Start of Block

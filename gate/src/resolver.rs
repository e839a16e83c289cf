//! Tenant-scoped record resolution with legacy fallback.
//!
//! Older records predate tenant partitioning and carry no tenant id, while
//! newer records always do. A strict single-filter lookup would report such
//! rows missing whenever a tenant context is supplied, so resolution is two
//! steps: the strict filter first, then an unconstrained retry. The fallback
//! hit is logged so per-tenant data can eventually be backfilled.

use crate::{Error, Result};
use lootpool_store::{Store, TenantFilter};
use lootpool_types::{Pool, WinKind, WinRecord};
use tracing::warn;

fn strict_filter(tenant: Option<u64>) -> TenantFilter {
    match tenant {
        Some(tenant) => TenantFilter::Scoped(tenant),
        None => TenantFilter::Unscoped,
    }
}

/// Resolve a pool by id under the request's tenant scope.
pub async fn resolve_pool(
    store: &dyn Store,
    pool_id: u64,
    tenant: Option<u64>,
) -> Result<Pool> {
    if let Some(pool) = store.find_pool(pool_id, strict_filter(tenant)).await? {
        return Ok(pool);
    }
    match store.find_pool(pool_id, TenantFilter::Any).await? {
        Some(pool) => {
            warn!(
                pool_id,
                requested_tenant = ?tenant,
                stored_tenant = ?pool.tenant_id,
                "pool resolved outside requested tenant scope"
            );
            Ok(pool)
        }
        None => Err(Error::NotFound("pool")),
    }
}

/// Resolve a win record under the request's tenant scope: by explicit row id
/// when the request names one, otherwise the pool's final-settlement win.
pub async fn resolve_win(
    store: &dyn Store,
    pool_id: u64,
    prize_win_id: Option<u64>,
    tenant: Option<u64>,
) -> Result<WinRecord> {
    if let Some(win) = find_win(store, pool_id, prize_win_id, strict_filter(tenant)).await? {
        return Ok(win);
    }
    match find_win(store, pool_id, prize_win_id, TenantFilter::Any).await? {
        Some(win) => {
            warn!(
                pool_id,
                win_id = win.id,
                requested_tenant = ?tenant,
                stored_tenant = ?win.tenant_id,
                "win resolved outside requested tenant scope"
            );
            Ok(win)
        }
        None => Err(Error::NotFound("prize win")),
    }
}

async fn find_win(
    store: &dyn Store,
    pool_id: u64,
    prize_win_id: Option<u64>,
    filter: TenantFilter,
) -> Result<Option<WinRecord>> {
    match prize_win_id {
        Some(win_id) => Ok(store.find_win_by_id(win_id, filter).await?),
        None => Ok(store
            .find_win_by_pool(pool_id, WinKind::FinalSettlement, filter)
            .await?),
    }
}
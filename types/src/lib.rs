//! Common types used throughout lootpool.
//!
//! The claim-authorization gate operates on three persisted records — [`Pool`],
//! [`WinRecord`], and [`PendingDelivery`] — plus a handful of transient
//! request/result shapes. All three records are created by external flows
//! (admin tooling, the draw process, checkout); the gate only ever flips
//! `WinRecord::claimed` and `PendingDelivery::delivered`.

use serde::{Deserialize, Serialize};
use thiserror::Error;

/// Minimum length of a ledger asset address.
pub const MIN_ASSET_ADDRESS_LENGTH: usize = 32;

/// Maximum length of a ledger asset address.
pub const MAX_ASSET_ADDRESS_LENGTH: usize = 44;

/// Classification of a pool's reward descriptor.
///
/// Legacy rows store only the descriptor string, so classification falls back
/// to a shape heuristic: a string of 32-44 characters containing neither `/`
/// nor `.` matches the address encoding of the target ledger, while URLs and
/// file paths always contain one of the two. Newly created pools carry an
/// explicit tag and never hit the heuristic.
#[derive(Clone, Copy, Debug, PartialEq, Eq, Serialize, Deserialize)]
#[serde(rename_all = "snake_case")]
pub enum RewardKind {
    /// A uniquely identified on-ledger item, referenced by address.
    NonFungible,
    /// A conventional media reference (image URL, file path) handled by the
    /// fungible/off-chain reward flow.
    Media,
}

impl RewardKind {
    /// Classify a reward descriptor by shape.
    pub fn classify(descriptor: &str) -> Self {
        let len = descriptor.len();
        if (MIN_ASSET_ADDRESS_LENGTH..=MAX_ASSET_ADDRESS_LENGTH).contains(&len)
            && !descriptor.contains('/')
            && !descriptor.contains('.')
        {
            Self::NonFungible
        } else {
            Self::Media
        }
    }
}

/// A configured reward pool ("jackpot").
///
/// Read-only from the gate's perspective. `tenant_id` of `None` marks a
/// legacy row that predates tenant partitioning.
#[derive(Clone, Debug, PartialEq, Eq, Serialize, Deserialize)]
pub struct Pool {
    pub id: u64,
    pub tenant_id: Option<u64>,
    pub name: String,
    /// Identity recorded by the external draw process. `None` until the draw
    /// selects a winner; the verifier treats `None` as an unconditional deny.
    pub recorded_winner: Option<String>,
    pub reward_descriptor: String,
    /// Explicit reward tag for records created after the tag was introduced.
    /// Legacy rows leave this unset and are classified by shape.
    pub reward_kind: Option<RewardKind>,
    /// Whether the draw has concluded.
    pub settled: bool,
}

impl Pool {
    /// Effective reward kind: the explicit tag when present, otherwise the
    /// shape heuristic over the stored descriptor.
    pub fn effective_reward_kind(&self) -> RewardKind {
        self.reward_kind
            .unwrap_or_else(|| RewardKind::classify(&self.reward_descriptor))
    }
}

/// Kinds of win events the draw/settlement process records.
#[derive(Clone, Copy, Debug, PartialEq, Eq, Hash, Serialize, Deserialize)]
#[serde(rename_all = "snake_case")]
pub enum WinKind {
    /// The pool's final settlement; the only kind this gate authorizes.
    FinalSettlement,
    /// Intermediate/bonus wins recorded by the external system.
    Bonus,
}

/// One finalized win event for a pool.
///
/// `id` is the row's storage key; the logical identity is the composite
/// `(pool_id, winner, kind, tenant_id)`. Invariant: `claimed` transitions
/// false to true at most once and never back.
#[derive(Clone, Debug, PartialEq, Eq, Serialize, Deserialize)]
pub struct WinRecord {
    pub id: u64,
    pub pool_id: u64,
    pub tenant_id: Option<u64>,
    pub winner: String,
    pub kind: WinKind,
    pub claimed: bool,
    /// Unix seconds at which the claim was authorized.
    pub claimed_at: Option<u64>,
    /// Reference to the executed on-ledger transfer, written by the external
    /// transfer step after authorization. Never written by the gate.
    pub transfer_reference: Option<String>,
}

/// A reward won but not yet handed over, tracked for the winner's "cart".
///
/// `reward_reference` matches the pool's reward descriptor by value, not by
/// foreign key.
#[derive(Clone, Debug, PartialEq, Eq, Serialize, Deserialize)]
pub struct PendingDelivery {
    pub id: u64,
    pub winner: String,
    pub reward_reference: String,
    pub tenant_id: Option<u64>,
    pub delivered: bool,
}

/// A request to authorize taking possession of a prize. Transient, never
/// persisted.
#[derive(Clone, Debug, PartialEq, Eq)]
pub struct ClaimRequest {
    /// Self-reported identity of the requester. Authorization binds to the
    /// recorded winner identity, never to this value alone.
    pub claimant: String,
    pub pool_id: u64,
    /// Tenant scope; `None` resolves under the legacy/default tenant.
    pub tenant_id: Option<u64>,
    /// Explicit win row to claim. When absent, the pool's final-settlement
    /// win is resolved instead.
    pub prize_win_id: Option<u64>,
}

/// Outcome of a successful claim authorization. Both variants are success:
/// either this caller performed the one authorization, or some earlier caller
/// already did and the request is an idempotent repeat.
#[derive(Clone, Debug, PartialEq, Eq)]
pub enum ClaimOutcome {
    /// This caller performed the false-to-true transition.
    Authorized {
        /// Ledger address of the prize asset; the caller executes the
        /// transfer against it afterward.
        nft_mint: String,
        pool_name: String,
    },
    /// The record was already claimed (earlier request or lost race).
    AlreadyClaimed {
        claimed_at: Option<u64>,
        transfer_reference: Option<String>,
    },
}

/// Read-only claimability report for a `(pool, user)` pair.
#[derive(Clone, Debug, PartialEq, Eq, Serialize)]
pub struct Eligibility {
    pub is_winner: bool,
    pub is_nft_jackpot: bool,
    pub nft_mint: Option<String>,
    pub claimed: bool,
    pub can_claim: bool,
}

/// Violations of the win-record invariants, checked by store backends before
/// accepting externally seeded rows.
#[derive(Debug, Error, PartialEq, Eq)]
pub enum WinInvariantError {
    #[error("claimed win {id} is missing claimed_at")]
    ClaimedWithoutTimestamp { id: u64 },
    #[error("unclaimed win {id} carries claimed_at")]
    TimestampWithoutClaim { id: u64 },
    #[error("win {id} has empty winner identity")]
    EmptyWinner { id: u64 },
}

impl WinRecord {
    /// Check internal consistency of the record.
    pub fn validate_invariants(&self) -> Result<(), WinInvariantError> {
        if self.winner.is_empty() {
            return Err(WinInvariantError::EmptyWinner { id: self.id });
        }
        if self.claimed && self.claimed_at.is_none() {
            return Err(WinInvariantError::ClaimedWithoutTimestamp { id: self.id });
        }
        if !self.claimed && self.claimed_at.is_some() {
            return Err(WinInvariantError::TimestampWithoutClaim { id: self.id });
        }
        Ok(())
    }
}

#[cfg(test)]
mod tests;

End of Block

If a line in the records has the word "persisted", copy that line.

**WRITTEN RESPONSE:**
//! The claim-authorization gate operates on three persisted records — [`Pool`],
/// persisted.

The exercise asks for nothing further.